- [THE TASK]:
Where a line holds the word "conditions", copy it from the records.

╭─ LISTED ENTRIES

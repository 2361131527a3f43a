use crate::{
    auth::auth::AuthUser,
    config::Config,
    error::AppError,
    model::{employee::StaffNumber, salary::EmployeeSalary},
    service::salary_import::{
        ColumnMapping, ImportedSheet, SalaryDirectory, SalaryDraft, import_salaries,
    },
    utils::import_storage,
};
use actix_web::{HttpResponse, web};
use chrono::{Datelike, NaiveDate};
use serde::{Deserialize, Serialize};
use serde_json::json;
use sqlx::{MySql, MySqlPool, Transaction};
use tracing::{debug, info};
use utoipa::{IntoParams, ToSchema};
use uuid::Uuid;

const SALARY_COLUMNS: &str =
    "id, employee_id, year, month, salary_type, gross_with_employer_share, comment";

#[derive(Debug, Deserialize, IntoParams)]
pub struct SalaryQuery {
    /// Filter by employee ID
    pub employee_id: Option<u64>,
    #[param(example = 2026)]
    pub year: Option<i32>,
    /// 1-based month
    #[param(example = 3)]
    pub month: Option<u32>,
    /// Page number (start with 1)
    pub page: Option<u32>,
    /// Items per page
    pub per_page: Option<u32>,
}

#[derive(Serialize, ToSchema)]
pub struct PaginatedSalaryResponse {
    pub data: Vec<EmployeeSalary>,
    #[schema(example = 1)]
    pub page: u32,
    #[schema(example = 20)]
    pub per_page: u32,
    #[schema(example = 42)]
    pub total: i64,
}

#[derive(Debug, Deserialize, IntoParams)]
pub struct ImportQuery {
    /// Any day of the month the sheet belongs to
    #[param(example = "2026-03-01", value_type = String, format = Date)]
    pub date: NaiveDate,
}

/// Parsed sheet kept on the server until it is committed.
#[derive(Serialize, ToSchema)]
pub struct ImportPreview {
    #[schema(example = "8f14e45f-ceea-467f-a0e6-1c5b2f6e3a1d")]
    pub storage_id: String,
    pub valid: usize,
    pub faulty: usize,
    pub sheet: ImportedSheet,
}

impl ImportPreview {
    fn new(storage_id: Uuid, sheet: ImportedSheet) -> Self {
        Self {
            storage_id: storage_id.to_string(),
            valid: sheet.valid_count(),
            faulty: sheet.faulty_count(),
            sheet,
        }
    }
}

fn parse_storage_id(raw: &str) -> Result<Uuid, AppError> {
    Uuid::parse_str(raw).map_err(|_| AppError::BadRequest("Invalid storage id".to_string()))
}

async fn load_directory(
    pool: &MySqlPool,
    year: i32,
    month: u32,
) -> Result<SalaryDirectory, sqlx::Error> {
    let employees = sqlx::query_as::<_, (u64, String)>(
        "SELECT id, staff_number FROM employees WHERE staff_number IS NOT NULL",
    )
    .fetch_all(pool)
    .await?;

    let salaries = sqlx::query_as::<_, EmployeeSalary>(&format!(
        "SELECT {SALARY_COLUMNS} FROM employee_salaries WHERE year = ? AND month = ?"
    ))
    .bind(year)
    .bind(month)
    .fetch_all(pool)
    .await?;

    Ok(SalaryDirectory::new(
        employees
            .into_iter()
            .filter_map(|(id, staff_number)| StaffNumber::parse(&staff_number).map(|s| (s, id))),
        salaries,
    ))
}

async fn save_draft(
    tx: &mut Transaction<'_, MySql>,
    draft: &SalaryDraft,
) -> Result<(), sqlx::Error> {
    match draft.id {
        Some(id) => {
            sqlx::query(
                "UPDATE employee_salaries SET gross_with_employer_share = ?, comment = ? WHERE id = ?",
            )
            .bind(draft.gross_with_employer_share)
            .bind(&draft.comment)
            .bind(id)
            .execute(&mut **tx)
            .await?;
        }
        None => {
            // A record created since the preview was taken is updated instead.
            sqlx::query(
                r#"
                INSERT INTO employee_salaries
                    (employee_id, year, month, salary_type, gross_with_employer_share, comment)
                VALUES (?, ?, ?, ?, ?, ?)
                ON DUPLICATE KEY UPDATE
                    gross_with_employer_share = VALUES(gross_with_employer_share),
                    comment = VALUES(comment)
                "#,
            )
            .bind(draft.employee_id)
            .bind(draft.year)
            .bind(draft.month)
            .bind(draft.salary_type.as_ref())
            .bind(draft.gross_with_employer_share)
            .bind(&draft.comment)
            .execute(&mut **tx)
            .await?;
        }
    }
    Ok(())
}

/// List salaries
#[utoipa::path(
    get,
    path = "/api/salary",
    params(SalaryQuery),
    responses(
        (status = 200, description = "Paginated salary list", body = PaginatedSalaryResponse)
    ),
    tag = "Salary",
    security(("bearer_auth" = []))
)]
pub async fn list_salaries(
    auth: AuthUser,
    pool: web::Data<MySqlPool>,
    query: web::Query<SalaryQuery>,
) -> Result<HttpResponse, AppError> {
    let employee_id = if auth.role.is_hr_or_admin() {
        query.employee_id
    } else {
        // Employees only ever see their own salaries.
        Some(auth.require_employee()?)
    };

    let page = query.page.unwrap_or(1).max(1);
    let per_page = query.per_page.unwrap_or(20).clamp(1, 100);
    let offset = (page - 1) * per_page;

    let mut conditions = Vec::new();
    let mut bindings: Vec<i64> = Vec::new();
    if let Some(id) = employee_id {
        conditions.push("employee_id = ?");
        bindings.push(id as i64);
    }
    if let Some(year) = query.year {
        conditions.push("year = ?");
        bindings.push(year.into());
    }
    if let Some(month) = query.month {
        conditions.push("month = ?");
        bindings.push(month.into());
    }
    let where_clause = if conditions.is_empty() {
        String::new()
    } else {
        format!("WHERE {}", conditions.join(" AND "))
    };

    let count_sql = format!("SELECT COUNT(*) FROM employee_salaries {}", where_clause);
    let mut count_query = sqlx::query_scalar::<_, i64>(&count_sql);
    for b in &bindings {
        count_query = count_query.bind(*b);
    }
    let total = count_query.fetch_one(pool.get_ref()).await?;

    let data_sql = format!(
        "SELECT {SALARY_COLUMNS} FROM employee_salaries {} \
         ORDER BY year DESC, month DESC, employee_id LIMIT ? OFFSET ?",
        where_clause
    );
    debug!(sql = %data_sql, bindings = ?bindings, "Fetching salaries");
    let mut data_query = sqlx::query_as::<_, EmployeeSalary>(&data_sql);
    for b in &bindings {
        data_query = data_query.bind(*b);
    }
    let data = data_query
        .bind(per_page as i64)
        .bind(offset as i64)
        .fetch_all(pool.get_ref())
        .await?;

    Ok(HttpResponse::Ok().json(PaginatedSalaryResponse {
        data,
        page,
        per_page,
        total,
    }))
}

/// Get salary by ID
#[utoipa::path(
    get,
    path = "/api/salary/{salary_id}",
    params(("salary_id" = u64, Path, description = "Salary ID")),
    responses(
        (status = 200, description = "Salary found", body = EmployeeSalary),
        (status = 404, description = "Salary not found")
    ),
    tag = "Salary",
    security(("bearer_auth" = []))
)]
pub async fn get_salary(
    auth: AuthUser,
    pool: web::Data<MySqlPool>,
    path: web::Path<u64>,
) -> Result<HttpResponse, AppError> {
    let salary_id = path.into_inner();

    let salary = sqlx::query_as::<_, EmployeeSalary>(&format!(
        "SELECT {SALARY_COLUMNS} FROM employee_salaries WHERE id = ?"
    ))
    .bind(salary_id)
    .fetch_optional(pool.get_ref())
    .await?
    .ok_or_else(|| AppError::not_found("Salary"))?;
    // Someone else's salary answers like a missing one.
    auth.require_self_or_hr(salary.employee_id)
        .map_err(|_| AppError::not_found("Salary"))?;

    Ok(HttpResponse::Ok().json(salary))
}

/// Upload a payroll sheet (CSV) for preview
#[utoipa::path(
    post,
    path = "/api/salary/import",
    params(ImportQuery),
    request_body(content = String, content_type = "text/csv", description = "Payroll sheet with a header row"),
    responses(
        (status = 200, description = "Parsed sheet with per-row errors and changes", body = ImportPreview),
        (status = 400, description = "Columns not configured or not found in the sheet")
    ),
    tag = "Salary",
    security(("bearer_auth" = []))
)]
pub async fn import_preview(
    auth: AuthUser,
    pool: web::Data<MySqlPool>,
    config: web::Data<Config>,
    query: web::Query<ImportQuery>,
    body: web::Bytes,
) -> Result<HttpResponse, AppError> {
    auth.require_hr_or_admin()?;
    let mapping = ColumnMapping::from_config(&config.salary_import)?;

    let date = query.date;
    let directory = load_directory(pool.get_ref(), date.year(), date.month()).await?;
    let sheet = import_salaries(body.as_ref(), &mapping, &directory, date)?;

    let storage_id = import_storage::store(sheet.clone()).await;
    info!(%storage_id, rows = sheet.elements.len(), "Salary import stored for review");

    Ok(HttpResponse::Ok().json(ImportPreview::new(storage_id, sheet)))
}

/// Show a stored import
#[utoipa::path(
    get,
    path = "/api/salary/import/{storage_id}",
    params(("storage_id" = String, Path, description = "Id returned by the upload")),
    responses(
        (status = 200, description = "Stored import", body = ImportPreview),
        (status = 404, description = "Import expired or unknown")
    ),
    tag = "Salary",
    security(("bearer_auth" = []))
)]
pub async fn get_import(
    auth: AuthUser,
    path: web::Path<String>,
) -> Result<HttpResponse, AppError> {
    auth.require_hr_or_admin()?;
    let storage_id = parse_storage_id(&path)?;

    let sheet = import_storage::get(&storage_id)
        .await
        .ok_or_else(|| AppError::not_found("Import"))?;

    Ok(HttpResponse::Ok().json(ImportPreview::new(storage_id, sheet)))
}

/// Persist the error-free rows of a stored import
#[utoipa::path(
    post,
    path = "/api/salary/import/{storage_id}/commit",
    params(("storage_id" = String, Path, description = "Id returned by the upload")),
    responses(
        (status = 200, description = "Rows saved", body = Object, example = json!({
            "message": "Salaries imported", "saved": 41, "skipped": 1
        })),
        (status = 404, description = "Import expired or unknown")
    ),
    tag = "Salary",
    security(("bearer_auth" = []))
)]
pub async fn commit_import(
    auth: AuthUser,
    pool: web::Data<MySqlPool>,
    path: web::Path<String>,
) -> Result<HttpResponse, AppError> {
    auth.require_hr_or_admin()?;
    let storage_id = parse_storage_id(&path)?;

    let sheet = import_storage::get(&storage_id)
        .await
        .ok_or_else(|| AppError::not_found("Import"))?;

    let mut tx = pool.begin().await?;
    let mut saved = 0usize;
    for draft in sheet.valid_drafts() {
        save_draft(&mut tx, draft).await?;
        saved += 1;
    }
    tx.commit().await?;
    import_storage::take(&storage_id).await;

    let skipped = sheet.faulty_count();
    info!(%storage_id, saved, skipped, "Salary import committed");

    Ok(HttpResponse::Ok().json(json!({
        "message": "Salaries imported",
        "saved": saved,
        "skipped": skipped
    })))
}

╰─

- [RESPONSE TO THIS EXERCISE]:
    let mut conditions = Vec::new();
        conditions.push("employee_id = ?");
        conditions.push("year = ?");
        conditions.push("month = ?");
    let where_clause = if conditions.is_empty() {
        format!("WHERE {}", conditions.join(" AND "))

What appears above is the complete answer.